She had left her bed early, full of brisk plans which concerned the greater comfort of her father’s life and were also to reach as far as her cousin’s tower. But even as she fastened the crisp ’kerchief round a throat that shamed the cambric with its living white, she had been handed a note from Master Rickart himself.
This was pencilled on a slip of paper, one half of which had obviously been devoted to some fugitive calculations, and which ran therefore in a curious strain:
My Dear Girl,—Do not Ash: salts (50) : (20.1722...)
attempt I beg of you, to disturb traces of sulphur but not
me this morning. I shall be gaugeable Calcium as before in
engaged on important work re- the ratio 7.171 5.32
quiring the undivided attention 7027.001
which solitude alone can secure. Mem. try in Val. foetida.
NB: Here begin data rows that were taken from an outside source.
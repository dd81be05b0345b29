use serde::{Deserialize, Serialize};
use serde_json::{json, Value};

use super::{optional_string, present, require_object, KindContract, Resolved};
use crate::classify::{FailureKind, FunctionFailure};
use crate::function::SuccessData;
use crate::sandbox::wrapper::Template;

#[derive(Debug, Clone, Copy, PartialEq, Eq, Serialize, Deserialize)]
#[serde(rename_all = "lowercase")]
pub enum ManagementHealth {
    Ok,
    Error,
}

#[derive(Debug, Clone, Default, Deserialize)]
#[serde(rename_all = "camelCase")]
pub struct ManagementPayload {
    #[serde(default)]
    pub this_component: Value,
    #[serde(default)]
    pub components: Value,
    #[serde(default)]
    pub current_view: Value,
    #[serde(default)]
    pub variant_socket_map: Value,
}

#[derive(Debug, Clone, PartialEq, Serialize)]
#[serde(rename_all = "camelCase")]
pub struct ManagementSuccess {
    pub health: ManagementHealth,
    #[serde(skip_serializing_if = "Option::is_none")]
    pub message: Option<String>,
    #[serde(skip_serializing_if = "Option::is_none")]
    pub operations: Option<Value>,
}

fn wrong(message: &str) -> FunctionFailure {
    FunctionFailure::new(FailureKind::ManagementFieldWrongType, message)
}

impl KindContract for ManagementPayload {
    fn arguments(&self) -> Vec<Value> {
        vec![json!({
            "thisComponent": self.this_component,
            "components": self.components,
            "currentView": self.current_view,
            "variantSocketMap": self.variant_socket_map,
        })]
    }

    fn template(&self) -> Template {
        Template::MANAGEMENT
    }

    fn resolve(&self, returned: Option<Value>) -> Result<Resolved, FunctionFailure> {
        let object = require_object(returned)?;

        let health = match present(&object, "status") {
            Some(Value::String(status)) if status == "ok" => ManagementHealth::Ok,
            Some(Value::String(status)) if status == "error" => ManagementHealth::Error,
            Some(Value::String(_)) => {
                return Err(wrong("The status field must be one of 'ok' or 'error'"))
            }
            _ => return Err(wrong("The status field type must be string")),
        };

        let message = optional_string(&object, "message", FailureKind::ManagementFieldWrongType)?;
        if health == ManagementHealth::Error && message.is_none() {
            return Err(wrong("The message field type must be string when status is 'error'"));
        }

        let operations = match present(&object, "operations") {
            None => None,
            Some(ops @ Value::Object(_)) => Some(ops.clone()),
            Some(_) => return Err(wrong("The operations field type must be object")),
        };

        Ok(SuccessData::Management(ManagementSuccess {
            health,
            message,
            operations,
        })
        .into())
    }
}

#[cfg(test)]
mod tests {
    use super::*;

    fn resolve(value: Value) -> Result<Resolved, FunctionFailure> {
        ManagementPayload::default().resolve(Some(value))
    }

    #[test]
    fn test_arguments_bundle_component_context() {
        let payload = ManagementPayload {
            this_component: json!({"name": "vpc"}),
            components: json!({}),
            current_view: json!("DEFAULT"),
            variant_socket_map: json!({}),
        };
        assert_eq!(
            payload.arguments(),
            vec![json!({
                "thisComponent": {"name": "vpc"},
                "components": {},
                "currentView": "DEFAULT",
                "variantSocketMap": {}
            })]
        );
    }

    #[test]
    fn test_ok_with_operations() {
        let resolved = resolve(json!({
            "status": "ok",
            "message": "created",
            "operations": {"create": {"subnet": {"kind": "Subnet"}}}
        }))
        .unwrap();
        let json = serde_json::to_value(&resolved.data).unwrap();
        assert_eq!(json["health"], json!("ok"));
        assert_eq!(json["message"], json!("created"));
        assert_eq!(json["operations"]["create"]["subnet"]["kind"], json!("Subnet"));
    }

    #[test]
    fn test_error_requires_message() {
        assert_eq!(
            resolve(json!({"status": "error"})).unwrap_err().kind,
            FailureKind::ManagementFieldWrongType
        );
        assert!(resolve(json!({"status": "error", "message": "nope"})).is_ok());
    }

    #[test]
    fn test_field_types() {
        for bad in [
            json!({"status": "warning"}),
            json!({"status": 1}),
            json!({"status": "ok", "operations": []}),
            json!({"status": "ok", "message": 5}),
        ] {
            assert_eq!(
                resolve(bad).unwrap_err().kind,
                FailureKind::ManagementFieldWrongType
            );
        }
    }
}
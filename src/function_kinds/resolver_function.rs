use std::fmt;

use serde::{Deserialize, Serialize};
use serde_json::Value;

use super::{present, require_object, KindContract, Resolved};
use crate::classify::{FailureKind, FunctionFailure};
use crate::function::SuccessData;
use crate::sandbox::wrapper::Template;

/// Declared shape of a resolver's return value.
#[derive(Debug, Clone, Copy, PartialEq, Eq, Serialize, Deserialize)]
#[serde(rename_all = "camelCase")]
pub enum ResponseType {
    Action,
    Array,
    Boolean,
    CodeGeneration,
    Float,
    Identity,
    Integer,
    Json,
    Map,
    Object,
    Qualification,
    String,
    Unset,
    Void,
}

impl fmt::Display for ResponseType {
    fn fmt(&self, f: &mut fmt::Formatter<'_>) -> fmt::Result {
        let name = serde_json::to_value(self)
            .ok()
            .and_then(|v| v.as_str().map(String::from))
            .unwrap_or_default();
        f.write_str(&name)
    }
}

#[derive(Debug, Clone, Default, PartialEq, Serialize, Deserialize)]
pub struct ComponentView {
    #[serde(default)]
    pub properties: Value,
    #[serde(default, skip_serializing_if = "Option::is_none")]
    pub kind: Option<String>,
}

#[derive(Debug, Clone, Default, PartialEq, Serialize, Deserialize)]
pub struct ResolverComponent {
    pub data: ComponentView,
    #[serde(default)]
    pub parents: Vec<ComponentView>,
}

#[derive(Debug, Clone, Deserialize)]
#[serde(rename_all = "camelCase")]
pub struct ResolverFunctionPayload {
    pub component: ResolverComponent,
    pub response_type: ResponseType,
}

#[derive(Debug, Clone, PartialEq, Serialize)]
pub struct ResolverFunctionSuccess {
    pub data: Value,
    pub unset: bool,
}

fn mismatch(response_type: ResponseType, expected: &str) -> FunctionFailure {
    FunctionFailure::invalid_return(format!(
        "Return type must be {expected} for response type {response_type}"
    ))
}

fn check_qualification(value: Value) -> Result<Value, FunctionFailure> {
    let wrong = |message: &str| FunctionFailure::new(FailureKind::QualificationFieldWrongType, message);
    let object = require_object(Some(value))?;
    let result = match present(&object, "result") {
        Some(Value::String(result)) => result.as_str(),
        _ => return Err(wrong("The result field type must be string")),
    };
    if !matches!(result, "success" | "warning" | "failure") {
        return Err(wrong(
            "The result field must be one of 'success', 'warning' or 'failure'",
        ));
    }
    match present(&object, "message") {
        Some(Value::String(_)) => {}
        None if result == "success" => {}
        None => {
            return Err(wrong(
                "The message field type must be string when result is not 'success'",
            ))
        }
        Some(_) => return Err(wrong("The message field type must be string")),
    }
    Ok(Value::Object(object))
}

fn check_code_generation(value: Value) -> Result<Value, FunctionFailure> {
    let object = require_object(Some(value))?;
    for field in ["format", "code"] {
        if !matches!(present(&object, field), Some(Value::String(_))) {
            return Err(FunctionFailure::new(
                FailureKind::CodeGenerationFieldWrongType,
                format!("The {field} field type must be string"),
            ));
        }
    }
    Ok(Value::Object(object))
}

impl KindContract for ResolverFunctionPayload {
    fn arguments(&self) -> Vec<Value> {
        vec![
            self.component.data.properties.clone(),
            serde_json::to_value(&self.component).unwrap_or(Value::Null),
        ]
    }

    fn template(&self) -> Template {
        Template::RESOLVER_FUNCTION
    }

    fn resolve(&self, returned: Option<Value>) -> Result<Resolved, FunctionFailure> {
        let response_type = self.response_type;
        let value = match returned {
            None | Some(Value::Null) => {
                if matches!(response_type, ResponseType::Qualification | ResponseType::CodeGeneration) {
                    return Err(FunctionFailure::invalid_return(format!(
                        "Return value must not be null or undefined for response type {response_type}"
                    )));
                }
                return Ok(SuccessData::ResolverFunction(ResolverFunctionSuccess {
                    data: Value::Null,
                    unset: true,
                })
                .into());
            }
            Some(value) => value,
        };

        let data = match response_type {
            ResponseType::Unset => return Err(mismatch(response_type, "null or undefined")),
            ResponseType::Array if !value.is_array() => return Err(mismatch(response_type, "an array")),
            ResponseType::Boolean if !value.is_boolean() => {
                return Err(mismatch(response_type, "a boolean"))
            }
            ResponseType::Integer
                if !(value.is_i64()
                    || value.is_u64()
                    || value.as_f64().is_some_and(|n| n.fract() == 0.0)) =>
            {
                return Err(mismatch(response_type, "an integer"))
            }
            ResponseType::Float if !value.is_number() => return Err(mismatch(response_type, "a number")),
            ResponseType::String if !value.is_string() => return Err(mismatch(response_type, "a string")),
            ResponseType::Map | ResponseType::Object if !value.is_object() => {
                return Err(mismatch(response_type, "an object"))
            }
            ResponseType::Qualification => check_qualification(value)?,
            ResponseType::CodeGeneration => check_code_generation(value)?,
            _ => value,
        };

        Ok(SuccessData::ResolverFunction(ResolverFunctionSuccess { data, unset: false }).into())
    }
}
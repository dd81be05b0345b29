//! Request and result contracts shared by every function kind.
//!
//! A [`Request`] arrives as one JSON document on standard input. It is parsed
//! once, stays immutable for its whole lifetime, and produces exactly one
//! [`FunctionResult`]. Everything the guest prints along the way travels as
//! [`OutputLine`]s, always emitted before the terminal result.

pub mod storage;

use std::fmt;
use std::str::FromStr;

use base64::Engine;
use serde::{Deserialize, Serialize};
use serde_json::{Map, Value};
use thiserror::Error;

use crate::classify::FunctionFailure;
use crate::function_kinds::{
    ActionRunSuccess, ConfirmationSuccess, ManagementSuccess, ResolverFunctionSuccess,
    SchemaVariantDefinitionSuccess,
};

pub use storage::{RequestStorage, StorageAccess, StorageArea};

/// Closed set of function kinds.
///
/// The kind selects the argument shape, the wrapper template, the capability
/// set and the result contract. Each kind maps to exactly one of each; the
/// exhaustive matches in `function_kinds` and `sandbox::capabilities` keep it
/// that way.
#[derive(Debug, Clone, Copy, PartialEq, Eq, Hash, Serialize, Deserialize)]
#[serde(rename_all = "camelCase")]
pub enum FunctionKind {
    ActionRun,
    Before,
    Confirmation,
    Management,
    ResolverFunction,
    SchemaVariantDefinition,
    Validation,
}

impl FunctionKind {
    pub const ALL: [FunctionKind; 7] = [
        FunctionKind::ActionRun,
        FunctionKind::Before,
        FunctionKind::Confirmation,
        FunctionKind::Management,
        FunctionKind::ResolverFunction,
        FunctionKind::SchemaVariantDefinition,
        FunctionKind::Validation,
    ];

    pub fn as_str(&self) -> &'static str {
        match self {
            FunctionKind::ActionRun => "actionRun",
            FunctionKind::Before => "before",
            FunctionKind::Confirmation => "confirmation",
            FunctionKind::Management => "management",
            FunctionKind::ResolverFunction => "resolverFunction",
            FunctionKind::SchemaVariantDefinition => "schemaVariantDefinition",
            FunctionKind::Validation => "validation",
        }
    }
}

impl fmt::Display for FunctionKind {
    fn fmt(&self, f: &mut fmt::Formatter<'_>) -> fmt::Result {
        f.write_str(self.as_str())
    }
}

impl FromStr for FunctionKind {
    type Err = RequestError;

    /// Case-insensitive; `-` and `_` are ignored so `resolver_function`,
    /// `resolverfunction` and `resolverFunction` all parse.
    fn from_str(s: &str) -> Result<Self, Self::Err> {
        let normalized: String = s
            .chars()
            .filter(|c| *c != '-' && *c != '_')
            .flat_map(char::to_lowercase)
            .collect();
        FunctionKind::ALL
            .into_iter()
            .find(|kind| kind.as_str().to_lowercase() == normalized)
            .ok_or_else(|| RequestError::UnknownKind(s.to_string()))
    }
}

/// Protocol errors: the request cannot be turned into an invocation.
#[derive(Debug, Error)]
pub enum RequestError {
    #[error("failed to parse request: {0}")]
    Malformed(#[source] serde_json::Error),
    #[error("request is missing required field `executionId`")]
    MissingExecutionId,
    #[error("unknown function kind `{0}`")]
    UnknownKind(String),
    #[error("codeBase64 is not valid base64: {0}")]
    InvalidCode(#[source] base64::DecodeError),
    #[error("decoded guest code is not valid UTF-8")]
    CodeNotUtf8,
    #[error("invalid handler name `{0}`")]
    InvalidHandler(String),
    #[error("invalid {kind} request: {source}")]
    InvalidPayload {
        kind: FunctionKind,
        source: serde_json::Error,
    },
}

/// Guest code plus the name of its entry point.
#[derive(Debug, Clone, Default, PartialEq, Serialize, Deserialize)]
#[serde(rename_all = "camelCase")]
pub struct Func {
    #[serde(default)]
    pub handler: String,
    #[serde(default)]
    pub code_base64: String,
}

impl Func {
    pub fn new(handler: impl Into<String>, source: &str) -> Self {
        Self {
            handler: handler.into(),
            code_base64: base64::engine::general_purpose::STANDARD.encode(source),
        }
    }

    /// Decodes `codeBase64` into guest source text.
    pub fn source(&self) -> Result<String, RequestError> {
        let bytes = base64::engine::general_purpose::STANDARD
            .decode(self.code_base64.trim())
            .map_err(RequestError::InvalidCode)?;
        String::from_utf8(bytes).map_err(|_| RequestError::CodeNotUtf8)
    }
}

/// A preparatory function run before the main invocation.
#[derive(Debug, Clone, Default, PartialEq, Serialize, Deserialize)]
#[serde(rename_all = "camelCase")]
pub struct BeforeFunction {
    #[serde(flatten)]
    pub func: Func,
    #[serde(default)]
    pub arg: Value,
}

/// One execution request as delivered on standard input.
///
/// Kind-specific fields are kept in `payload` and interpreted by
/// [`crate::function_kinds::KindPayload::parse`].
#[derive(Debug, Clone, Deserialize)]
#[serde(rename_all = "camelCase")]
pub struct Request {
    #[serde(default)]
    execution_id: Option<String>,
    #[serde(default)]
    pub handler: String,
    #[serde(default)]
    pub code_base64: String,
    #[serde(default)]
    pub before: Vec<BeforeFunction>,
    /// Deadline in seconds for each invocation of this request.
    #[serde(default)]
    pub timeout: Option<u64>,
    #[serde(flatten)]
    pub payload: Map<String, Value>,
}

impl Request {
    pub fn parse(input: &str) -> Result<Self, RequestError> {
        let request: Request = serde_json::from_str(input).map_err(RequestError::Malformed)?;
        if request.execution_id.is_none() {
            return Err(RequestError::MissingExecutionId);
        }
        Ok(request)
    }

    pub fn execution_id(&self) -> &str {
        self.execution_id.as_deref().unwrap_or_default()
    }

    pub fn func(&self) -> Func {
        Func {
            handler: self.handler.clone(),
            code_base64: self.code_base64.clone(),
        }
    }
}

/// Best-effort extraction of `executionId` from raw input, used when the
/// request itself cannot be parsed. Falls back to the empty string.
pub fn sniff_execution_id(input: &str) -> String {
    serde_json::from_str::<Value>(input)
        .ok()
        .and_then(|v| v.get("executionId").and_then(Value::as_str).map(String::from))
        .unwrap_or_default()
}

/// How a guest invocation ended, as reported by the wrapper's completion
/// callback. Serialized as `{"value": …}`, `"undefined"` or
/// `{"thrown": {"name", "message"}}`.
#[derive(Debug, Clone, PartialEq, Serialize, Deserialize)]
#[serde(rename_all = "camelCase")]
pub enum Outcome {
    Value(Value),
    Undefined,
    Thrown(ThrownError),
}

impl Outcome {
    /// The returned value with `undefined` mapped to `None`.
    pub fn returned(self) -> Result<Option<Value>, ThrownError> {
        match self {
            Outcome::Value(value) => Ok(Some(value)),
            Outcome::Undefined => Ok(None),
            Outcome::Thrown(thrown) => Err(thrown),
        }
    }
}

#[derive(Debug, Clone, PartialEq, Eq, Serialize, Deserialize)]
pub struct ThrownError {
    pub name: String,
    pub message: String,
}

impl ThrownError {
    pub fn new(name: impl Into<String>, message: impl Into<String>) -> Self {
        Self {
            name: name.into(),
            message: message.into(),
        }
    }
}

#[derive(Debug, Clone, Copy, PartialEq, Eq, Serialize, Deserialize)]
#[serde(rename_all = "lowercase")]
pub enum OutputStream {
    Stdout,
    Stderr,
}

#[derive(Debug, Clone, Copy, PartialEq, Eq, Serialize, Deserialize)]
#[serde(rename_all = "lowercase")]
pub enum LogLevel {
    Debug,
    Info,
    Warn,
    Error,
}

impl FromStr for LogLevel {
    type Err = std::convert::Infallible;

    /// Unknown levels collapse to `info`.
    fn from_str(s: &str) -> Result<Self, Self::Err> {
        Ok(match s {
            "debug" | "trace" => LogLevel::Debug,
            "warn" | "warning" => LogLevel::Warn,
            "error" => LogLevel::Error,
            _ => LogLevel::Info,
        })
    }
}

/// A diagnostic record produced while a guest function runs.
#[derive(Debug, Clone, PartialEq, Serialize, Deserialize)]
#[serde(rename_all = "camelCase")]
pub struct OutputLine {
    pub execution_id: String,
    pub stream: OutputStream,
    pub level: LogLevel,
    #[serde(default, skip_serializing_if = "Option::is_none")]
    pub group: Option<String>,
    pub message: String,
}

impl OutputLine {
    pub fn new(
        execution_id: impl Into<String>,
        stream: OutputStream,
        level: LogLevel,
        message: impl Into<String>,
    ) -> Self {
        Self {
            execution_id: execution_id.into(),
            stream,
            level,
            group: None,
            message: message.into(),
        }
    }

    pub fn with_group(mut self, group: impl Into<String>) -> Self {
        self.group = Some(group.into());
        self
    }
}

/// Terminal result of a request. The `status` discriminant fully determines
/// the shape.
#[derive(Debug, Clone, PartialEq, Serialize)]
#[serde(tag = "status", rename_all = "camelCase")]
pub enum FunctionResult {
    Success(ResultSuccess),
    Failure(ResultFailure),
}

impl FunctionResult {
    pub fn success(execution_id: impl Into<String>, data: SuccessData, error: Option<String>) -> Self {
        FunctionResult::Success(ResultSuccess {
            execution_id: execution_id.into(),
            error,
            data,
        })
    }

    pub fn failure(execution_id: impl Into<String>, error: FunctionFailure) -> Self {
        FunctionResult::Failure(ResultFailure {
            execution_id: execution_id.into(),
            error,
        })
    }

    pub fn execution_id(&self) -> &str {
        match self {
            FunctionResult::Success(success) => &success.execution_id,
            FunctionResult::Failure(failure) => &failure.execution_id,
        }
    }

    pub fn is_success(&self) -> bool {
        matches!(self, FunctionResult::Success(_))
    }
}

#[derive(Debug, Clone, PartialEq, Serialize)]
#[serde(rename_all = "camelCase")]
pub struct ResultSuccess {
    pub execution_id: String,
    #[serde(skip_serializing_if = "Option::is_none")]
    pub error: Option<String>,
    #[serde(flatten)]
    pub data: SuccessData,
}

/// Kind-specific fields of a successful result.
#[derive(Debug, Clone, PartialEq, Serialize)]
#[serde(untagged)]
pub enum SuccessData {
    ActionRun(ActionRunSuccess),
    Before,
    Confirmation(ConfirmationSuccess),
    Management(ManagementSuccess),
    ResolverFunction(ResolverFunctionSuccess),
    SchemaVariantDefinition(SchemaVariantDefinitionSuccess),
    Validation,
}

#[derive(Debug, Clone, PartialEq, Serialize)]
#[serde(rename_all = "camelCase")]
pub struct ResultFailure {
    pub execution_id: String,
    pub error: FunctionFailure,
}

/// The terminal record written to standard output.
#[derive(Debug, Clone, PartialEq, Serialize)]
#[serde(rename_all = "camelCase")]
pub struct ResultRecord {
    #[serde(flatten)]
    pub result: FunctionResult,
    #[serde(skip_serializing_if = "RequestStorage::is_empty")]
    pub request_storage: RequestStorage,
}

/// Every record on standard output, tagged by `protocol`.
#[derive(Debug, Serialize)]
#[serde(tag = "protocol", rename_all = "camelCase")]
pub enum Message<'a> {
    Output(&'a OutputLine),
    Result(&'a ResultRecord),
}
Ellinor read and was dashed, read again and laughed aloud.—Gracious powers what a pair of eccentrics had her relatives grown into!
But she was in high spirits, and hope rose in her heart. She was free from her chains; she was back from her exile, home in England, home in the dearest spot of that dear island! Her first outlook upon the world had been into the closes of the Garden of Herbs; and it had been to her as if the familiar face of a friend had looked back at her unchanged, yet full of promise. The beauty of the freshly-washed woods (still in their autumn coats of many colours: from russet to lemon-yellow, from the vermilion of the turning ash-leaf to the grey-white of the fir needle), she drew it all into her long-starved soul, even as she breathed in the wild purity of the air.